Each line of the data below that holds the word "before" is to be reported in full.

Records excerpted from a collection
**********

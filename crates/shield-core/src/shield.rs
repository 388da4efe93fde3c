//! The unified Shield facade.
//!
//! [`Shield`] owns one instance of every check and the governor, and
//! exposes them individually (the caller boundary) and chained together
//! as [`Shield::summarize`].

use std::future::Future;
use std::sync::Arc;

use shield_firewall::{
    InjectionFilter, OutputValidator, OutputViolation, SanitizationResult, StructuredPrompt,
    StructuredPromptBuilder, Url, UrlValidator, ValidationVerdict,
};
use shield_monitor::{
    estimate_tokens, ConsumptionGovernor, ConsumptionScope, GovernorStatus, RateLimiter,
};
use tracing::{debug, info, warn};

use crate::{
    config::ShieldConfig,
    error::ShieldError,
    verdict::{ReviewFlag, Verdict},
    Result,
};

/// Error type accepted from the fetch and LLM collaborators.
pub type BoxError = Box<dyn std::error::Error + Send + Sync>;

/// Token usage above this percentage raises [`ReviewFlag::HighTokenUsage`].
const HIGH_TOKEN_USAGE_PERCENT: u8 = 80;

/// The summarization security facade.
///
/// # Security Model
///
/// The pipeline is:
/// 1. URL validation (before any fetch)
/// 2. Sanitization of fetched content (fails open, flags recorded)
/// 3. Structured prompt assembly
/// 4. Governed LLM call (permit, rate slot, token budget, deadline)
/// 5. Output validation (fails closed, refusal substituted)
///
/// # Example
///
/// ```rust
/// use shield_core::{BoxError, Shield, ShieldConfig};
///
/// # async fn example() -> shield_core::Result<()> {
/// let shield = Shield::new(ShieldConfig::default())?;
///
/// let verdict = shield
///     .summarize(
///         "https://example.com/article",
///         "Summarize the article in two sentences.",
///         |_url| async { Ok::<_, BoxError>("Article text.".to_string()) },
///         |_prompt| async { Ok::<_, BoxError>("A short summary.".to_string()) },
///     )
///     .await?;
/// assert!(verdict.is_delivered());
/// # Ok(())
/// # }
/// ```
pub struct Shield {
    /// Configuration.
    config: ShieldConfig,

    /// SSRF gate.
    urls: UrlValidator,

    /// Prompt injection filter.
    filter: InjectionFilter,

    /// Prompt assembly.
    prompts: StructuredPromptBuilder,

    /// Output validation.
    output: OutputValidator,

    /// Concurrency, rate, tokens and deadline.
    governor: ConsumptionGovernor,
}

impl Shield {
    /// Create a Shield with its own rate limiter.
    ///
    /// # Errors
    ///
    /// Returns an error if:
    /// - Configuration is invalid
    /// - A built-in rule fails to compile
    pub fn new(config: ShieldConfig) -> Result<Self> {
        config.validate()?;
        let limiter = RateLimiter::new(
            config.governor.rate_limit_capacity,
            config.governor.rate_limit_window(),
        )?;
        Self::with_limiter(config, Arc::new(limiter))
    }

    /// Create a Shield drawing rate slots from a shared limiter.
    ///
    /// Use this when several facades call the same LLM backend. The
    /// limiter's own capacity and window apply; the config's rate values
    /// are ignored.
    pub fn with_limiter(config: ShieldConfig, limiter: Arc<RateLimiter>) -> Result<Self> {
        config.validate()?;

        let filter = InjectionFilter::with_config(config.filter_config())?;
        let output = OutputValidator::with_config(config.output_config())?;
        let governor = ConsumptionGovernor::new(config.governor_config(), limiter)?;

        info!(
            max_concurrent = config.governor.max_concurrent,
            max_tokens = config.governor.max_tokens_per_request,
            rules = filter.rule_count(),
            "shield initialized"
        );

        Ok(Self {
            config,
            urls: UrlValidator::new(),
            filter,
            prompts: StructuredPromptBuilder::new(),
            output,
            governor,
        })
    }

    /// Active configuration.
    pub fn config(&self) -> &ShieldConfig {
        &self.config
    }

    /// Check a URL before fetching it.
    pub fn validate_url(&self, url: &str) -> ValidationVerdict {
        let verdict = self.urls.validate(url);
        if !verdict.allowed {
            warn!(reason = %verdict.reason, "URL rejected");
        }
        verdict
    }

    /// Check a URL and return it parsed, or [`ShieldError::InvalidUrl`].
    pub fn check_url(&self, url: &str) -> Result<Url> {
        self.urls.check(url).map_err(|verdict| {
            warn!(reason = %verdict.reason, "URL rejected");
            ShieldError::InvalidUrl {
                url: url.to_string(),
                reason: verdict.reason,
            }
        })
    }

    /// Returns true if `text` contains an injection pattern.
    pub fn detect(&self, text: &str) -> bool {
        self.filter.detect(text)
    }

    /// Sanitize untrusted text to the configured length. Never fails;
    /// detections are logged by rule id.
    pub fn sanitize(&self, text: &str) -> SanitizationResult {
        let result = self.filter.sanitize_default(text);
        if result.injection_detected() {
            warn!(
                patterns = ?result.detected_pattern_ids,
                "prompt injection patterns removed"
            );
        }
        result
    }

    /// Assemble a structured prompt around pre-sanitized data.
    pub fn build_prompt(&self, system_instructions: &str, sanitized_data: &str) -> StructuredPrompt {
        self.prompts.build(system_instructions, sanitized_data)
    }

    /// Returns true if generated text passes every output check.
    pub fn validate_output(&self, text: &str) -> bool {
        self.output.validate(text)
    }

    /// First failing output check, if any.
    pub fn inspect_output(&self, text: &str) -> Option<OutputViolation> {
        self.output.inspect(text)
    }

    /// Generated text, or the refusal message if it fails a check.
    pub fn filter_output(&self, text: &str) -> String {
        self.output.filter(text)
    }

    /// Open a governed scope for a caller-driven LLM call.
    pub async fn enter_scope(&self) -> Result<ConsumptionScope> {
        Ok(self.governor.enter().await?)
    }

    /// The governor, for callers running their own operations.
    pub fn governor(&self) -> &ConsumptionGovernor {
        &self.governor
    }

    /// Current governor and limiter state.
    pub async fn status(&self) -> GovernorStatus {
        self.governor.status().await
    }

    /// Run the full pipeline for one URL.
    ///
    /// `fetch` is called only for an accepted URL. `invoke` receives the
    /// rendered structured prompt and runs inside a governed scope.
    ///
    /// # Returns
    ///
    /// - `Ok(Verdict::Delivered)` when the output passes validation
    /// - `Ok(Verdict::Refused)` when it does not
    /// - `Err` when the URL is rejected, a collaborator fails, admission
    ///   fails, or injection is found while `block_on_injection` is set
    pub async fn summarize<F, FFut, I, IFut>(
        &self,
        url: &str,
        instructions: &str,
        fetch: F,
        invoke: I,
    ) -> Result<Verdict>
    where
        F: FnOnce(Url) -> FFut,
        FFut: Future<Output = std::result::Result<String, BoxError>>,
        I: FnOnce(String) -> IFut,
        IFut: Future<Output = std::result::Result<String, BoxError>>,
    {
        // Phase 1: URL gate
        let url = self.check_url(url)?;
        let host = url.host_str().unwrap_or_default().to_string();
        debug!(%host, "fetching");

        // Phase 2: fetch and sanitize
        let raw = fetch(url)
            .await
            .map_err(|e| ShieldError::Fetch(e.to_string()))?;
        let sanitized = self.sanitize(&raw);

        let mut flags = Vec::new();
        if sanitized.injection_detected() {
            let pattern_ids: Vec<String> = sanitized.detected_pattern_ids.iter().cloned().collect();
            if self.config.firewall.block_on_injection {
                return Err(ShieldError::InjectionDetected { pattern_ids });
            }
            flags.push(ReviewFlag::InjectionDetected { pattern_ids });
        }
        if sanitized.truncated {
            flags.push(ReviewFlag::InputTruncated {
                max_length: self.config.firewall.max_sanitize_length,
            });
        }

        // Phase 3: prompt
        let prompt = self
            .build_prompt(instructions, &sanitized.sanitized_text)
            .into_text();

        // Phase 4: governed call
        let generated = {
            let mut scope = self.governor.enter().await?;
            scope.consume(estimate_tokens(&prompt))?;

            let generated = scope
                .within_deadline(invoke(prompt))
                .await?
                .map_err(|e| ShieldError::Generation(e.to_string()))?;
            scope.consume(estimate_tokens(&generated))?;

            let percentage = (scope.tokens_used() * 100 / scope.max_tokens()) as u8;
            if percentage > HIGH_TOKEN_USAGE_PERCENT {
                flags.push(ReviewFlag::HighTokenUsage { percentage });
            }
            generated
        };

        // Phase 5: output gate
        match self.output.inspect(&generated) {
            None => {
                info!(%host, flags = flags.len(), "summary delivered");
                Ok(Verdict::delivered(generated, flags))
            }
            Some(violation) => {
                warn!(%host, check = %violation.check, rule = %violation.rule_id, "summary refused");
                Ok(Verdict::refused(
                    violation,
                    self.config.output.refusal_message.clone(),
                ))
            }
        }
    }
}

**********

◆ **Answer for the task**
/// 1. URL validation (before any fetch)
    /// Check a URL before fetching it.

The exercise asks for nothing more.